In order to ensure effective transmission of monetary policy, it is
essential to continue strengthening the resilience of banks. Bank
soundness is also critical to protect depositors and other creditors
as well as ensuring an appropriate provision of credit to the
The banking industry remains fundamentally sound. The industry’s
capital and reserves increased to D3.06 billion in December 2012
compared to D2.63 billion in 2011 mainly on account of capital
injection totaling D392.4 million. The average risk-weighted capital
adequacy ratio also increased to 33.0 percent compared to 25.1
percent in 2011 and the minimum requirement of 10 percent. The
gearing ratio was only 3.03 times, lower than the 4.0 times in 2011
and the prudential ceiling of 10 times.
Total industry assets increased to D20.6 billion, or 10.5 percent
from 2011. Loans and advances, accounting for 26.4 percent of total
assets, decreased to D5.3 billion, or 2.4 percent from a year ago.
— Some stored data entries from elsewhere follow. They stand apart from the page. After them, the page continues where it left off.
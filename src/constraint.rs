//! Runtime constraints evaluated by the machine after every step.
//!
//! A constraint is a side-effect free predicate over a read-only
//! [`ComputationState`]. It reports a [`ConstraintViolation`] as a value rather
//! than failing, and the machine turns that value into an abort.

use std::fmt;
use std::sync::Arc;
use std::time::Duration;

use serde::Serialize;
use tokio_util::sync::CancellationToken;

use crate::computation::ComputationState;
use crate::types::{ConstraintError, Value};

/// Why a constraint stopped a computation.
#[derive(Debug, Clone, PartialEq, Eq, Serialize)]
pub enum ConstraintViolation {
    /// More steps were taken than allowed.
    StepLimit { step_limit: u64 },
    /// The computation ran longer than allowed.
    TimeLimit {
        time_limit: Duration,
        duration: Duration,
    },
    /// The external cancellation signal was raised.
    Cancelled,
    /// Several sub-constraints fired at once.
    Multi(Vec<ConstraintViolation>),
    /// Raised by a caller supplied constraint.
    Custom(String),
}

impl ConstraintViolation {
    /// A human readable reason for the violation.
    pub fn reason(&self) -> String {
        match self {
            ConstraintViolation::StepLimit { step_limit } => {
                format!("Step limit of {} exceeded", step_limit)
            }
            ConstraintViolation::TimeLimit {
                time_limit,
                duration,
            } => format!("Time limit of {:?} exceeded after {:?}", time_limit, duration),
            ConstraintViolation::Cancelled => "Computation was cancelled".to_string(),
            ConstraintViolation::Multi(violations) => {
                let reasons: Vec<String> = violations.iter().map(|v| v.reason()).collect();
                format!("Multiple constraints violated: {}", reasons.join("; "))
            }
            ConstraintViolation::Custom(reason) => reason.clone(),
        }
    }
}

impl fmt::Display for ConstraintViolation {
    fn fmt(&self, f: &mut fmt::Formatter<'_>) -> fmt::Result {
        f.write_str(&self.reason())
    }
}

/// A rule checked against the computation state after every step.
///
/// Implementations must not mutate shared state on `check` if they are to be
/// reused across computations.
pub trait Constraint<S, T>: Send + Sync {
    /// Returns `None` while the computation may continue.
    fn check(&self, state: &ComputationState<S, T>) -> Option<ConstraintViolation>;
}

impl<S, T, F> Constraint<S, T> for F
where
    F: Fn(&ComputationState<S, T>) -> Option<ConstraintViolation> + Send + Sync,
{
    fn check(&self, state: &ComputationState<S, T>) -> Option<ConstraintViolation> {
        self(state)
    }
}

/// Fires once the step count exceeds the limit. Reaching it exactly is allowed.
#[derive(Debug, Clone, Copy, PartialEq, Eq)]
pub struct StepLimitConstraint {
    limit: u64,
}

impl StepLimitConstraint {
    pub fn new(limit: u64) -> Result<Self, ConstraintError> {
        if limit < 1 {
            return Err(ConstraintError::InvalidStepLimit(limit));
        }

        Ok(Self { limit })
    }

    pub fn limit(&self) -> u64 {
        self.limit
    }
}

impl<S: Value, T: Value> Constraint<S, T> for StepLimitConstraint {
    fn check(&self, state: &ComputationState<S, T>) -> Option<ConstraintViolation> {
        (state.step_count() > self.limit).then_some(ConstraintViolation::StepLimit {
            step_limit: self.limit,
        })
    }
}

/// Fires once the running time exceeds the limit.
#[derive(Debug, Clone, Copy, PartialEq, Eq)]
pub struct TimeLimitConstraint {
    limit: Duration,
}

impl TimeLimitConstraint {
    pub fn new(limit: Duration) -> Result<Self, ConstraintError> {
        if limit.is_zero() {
            return Err(ConstraintError::InvalidTimeLimit);
        }

        Ok(Self { limit })
    }

    pub fn limit(&self) -> Duration {
        self.limit
    }
}

impl<S: Value, T: Value> Constraint<S, T> for TimeLimitConstraint {
    fn check(&self, state: &ComputationState<S, T>) -> Option<ConstraintViolation> {
        let duration = state.duration();

        (duration > self.limit).then_some(ConstraintViolation::TimeLimit {
            time_limit: self.limit,
            duration,
        })
    }
}

/// Fires once the token is cancelled.
///
/// A `CancellationToken` can always be cancelled, so construction cannot fail.
#[derive(Debug, Clone)]
pub struct CancellationConstraint {
    token: CancellationToken,
}

impl CancellationConstraint {
    pub fn new(token: CancellationToken) -> Self {
        Self { token }
    }

    pub fn token(&self) -> &CancellationToken {
        &self.token
    }
}

impl<S: Value, T: Value> Constraint<S, T> for CancellationConstraint {
    fn check(&self, _state: &ComputationState<S, T>) -> Option<ConstraintViolation> {
        self.token
            .is_cancelled()
            .then_some(ConstraintViolation::Cancelled)
    }
}

/// Evaluates every sub-constraint and reports all of those that fired.
pub struct MultiConstraint<S, T> {
    constraints: Vec<Arc<dyn Constraint<S, T>>>,
}

impl<S, T> MultiConstraint<S, T> {
    pub fn new(constraints: Vec<Arc<dyn Constraint<S, T>>>) -> Result<Self, ConstraintError> {
        if constraints.is_empty() {
            return Err(ConstraintError::EmptyConstraintList);
        }

        Ok(Self { constraints })
    }

    pub fn len(&self) -> usize {
        self.constraints.len()
    }

    pub fn is_empty(&self) -> bool {
        self.constraints.is_empty()
    }
}

impl<S, T> fmt::Debug for MultiConstraint<S, T> {
    fn fmt(&self, f: &mut fmt::Formatter<'_>) -> fmt::Result {
        f.debug_struct("MultiConstraint")
            .field("constraints", &self.constraints.len())
            .finish()
    }
}

impl<S: Value, T: Value> Constraint<S, T> for MultiConstraint<S, T> {
    fn check(&self, state: &ComputationState<S, T>) -> Option<ConstraintViolation> {
        // No short-circuit: every constraint is evaluated.
        let violations: Vec<ConstraintViolation> = self
            .constraints
            .iter()
            .filter_map(|constraint| constraint.check(state))
            .collect();

        (!violations.is_empty()).then_some(ConstraintViolation::Multi(violations))
    }
}
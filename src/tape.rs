//! A bidirectional tape that grows lazily in either direction.

use std::collections::VecDeque;

use tracing::trace;

use crate::types::{Direction, Symbol};

/// The read/write surface of a single tape.
///
/// The tape always holds at least one cell. Moving the head past either end
/// appends a fresh `Blank`, so previously written cells are never lost.
#[derive(Debug, Clone, PartialEq, Eq)]
pub struct Tape<T> {
    cells: VecDeque<Symbol<T>>,
    head: usize,
}

impl<T: Clone> Tape<T> {
    /// Builds a tape from its initial contents, with the head on the first cell.
    ///
    /// Empty input yields a tape holding a single `Blank`.
    pub fn new<I>(input: I) -> Self
    where
        I: IntoIterator<Item = Symbol<T>>,
    {
        let mut cells: VecDeque<Symbol<T>> = input.into_iter().collect();
        if cells.is_empty() {
            cells.push_back(Symbol::Blank);
        }

        Self { cells, head: 0 }
    }

    /// Returns the symbol under the head.
    pub fn read(&self) -> &Symbol<T> {
        &self.cells[self.head]
    }

    /// Replaces the symbol under the head.
    pub fn write(&mut self, symbol: Symbol<T>) {
        self.cells[self.head] = symbol;
    }

    /// Moves the head one cell, extending the tape with a `Blank` when it would
    /// leave the written region. Returns the symbol now under the head.
    pub fn move_head(&mut self, direction: Direction) -> &Symbol<T> {
        match direction {
            Direction::Left => {
                if self.head == 0 {
                    trace!(len = self.cells.len() + 1, "tape_extend_left");
                    self.cells.push_front(Symbol::Blank);
                } else {
                    self.head -= 1;
                }
            }
            Direction::Right => {
                self.head += 1;
                if self.head == self.cells.len() {
                    trace!(len = self.cells.len() + 1, "tape_extend_right");
                    self.cells.push_back(Symbol::Blank);
                }
            }
            Direction::Stay => {}
        }

        self.read()
    }

    /// Resets the tape to a single `Blank` cell, dropping its previous contents.
    pub fn clear(&mut self) {
        self.cells.clear();
        self.cells.push_back(Symbol::Blank);
        self.head = 0;
    }

    /// Returns the head's offset from the leftmost cell.
    pub fn head(&self) -> usize {
        self.head
    }

    /// Returns the number of cells visited so far.
    pub fn len(&self) -> usize {
        self.cells.len()
    }

    /// A tape is never empty; provided for API symmetry with `len`.
    pub fn is_empty(&self) -> bool {
        self.cells.is_empty()
    }

    /// Iterates over every cell from left to right without moving the head.
    pub fn iter(&self) -> impl Iterator<Item = &Symbol<T>> {
        self.cells.iter()
    }

    /// Returns a copy of every cell from left to right.
    pub fn contents(&self) -> Vec<Symbol<T>> {
        self.cells.iter().cloned().collect()
    }
}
Credit to distributive trade, building and construction and other
commercial loans increased by 5.0 percent, 11.0 percent and 26.0
percent respectively. In contrast, advances to agriculture,
transportation and tourism declined by 3.0 percent, 6.0 percent and
5.0 percent respectively. The non-performing loan ratio decreased to
11.6 percent of gross loans, lower than the 12.6 percent in 2011.
Deposit liabilities rose to D13.08 billion, or 2.1 percent over
2011. The loan to deposit ratio decreased to 41.6 percent against
44.1 percent in 2011. The liquidity ratio was 78 percent in 2012, or
an increase of 4.0 percent from 2011.
The industry’s net profit rose from only D12.2 million in 2011 to
D102.2 million in 2012. The return on assets and return on equity
increased to 1.98 percent and 3.33 percent compare to 0.26 percent
and 0.46 percent respectively in 2011.
The outstanding domestic debt increased to D10.7 billion (37 percent
of GDP) in 2012, or 14.3 percent from a year ago. Treasury bills and
Sukuk Al-Salam combined and accounting for 80.0 percent of the
domestic debt rose to D8.6 billion, or 21.0 percent.
The yield on all the maturity profiles increased in 2012 with the
exception of the 364-day bills. The yield on the 91-day and 182-day
bills increased to 9.53 percent and 10.21 percent from 8.07 percent
and 10.18 percent in 2011. Similarly, the yield on the SAS bills
rose to 9.77 percent from 9.07 percent during the same period. In
contrast, the yield on the 364-day bills declined to 10.9 percent
from 11.85 percent in December 2011.
Provisional balance of payments estimates for the first nine months
of 2012 indicate an overall deficit of US$9.19 million compared to a
surplus of US$64.14 million in the corresponding period a year ago.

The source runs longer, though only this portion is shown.